(Data extracted from a collection)
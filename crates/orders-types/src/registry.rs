//! Registry trait for self-registering implementations.
//!
//! Each store backend exposes a `Registry` type so the service can map the
//! name used in configuration to the factory that builds it.

/// Base trait for implementation registries.
///
/// Each backend module provides a Registry struct that implements this
/// trait, declaring its configuration name and its factory function.
pub trait ImplementationRegistry {
	/// The name used in configuration files to reference this implementation,
	/// e.g. "redis" for `storage.implementations.redis`.
	const NAME: &'static str;

	/// The factory function type this implementation provides.
	type Factory;

	/// Get the factory function for this implementation.
	fn factory() -> Self::Factory;
}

ABOUT THIS TASK:
Nothing beyond the line that contains "The name used" belongs in the answer; reproduce the entries exactly from their first line through it.

EXERCISE SOLUTION:
filename crates/orders-types/src/registry.rs
//! Registry trait for self-registering implementations.
//!
//! Each store backend exposes a `Registry` type so the service can map the
//! name used in configuration to the factory that builds it.

/// Base trait for implementation registries.
///
/// Each backend module provides a Registry struct that implements this
/// trait, declaring its configuration name and its factory function.
pub trait ImplementationRegistry {
	/// The name used in configuration files to reference this implementation,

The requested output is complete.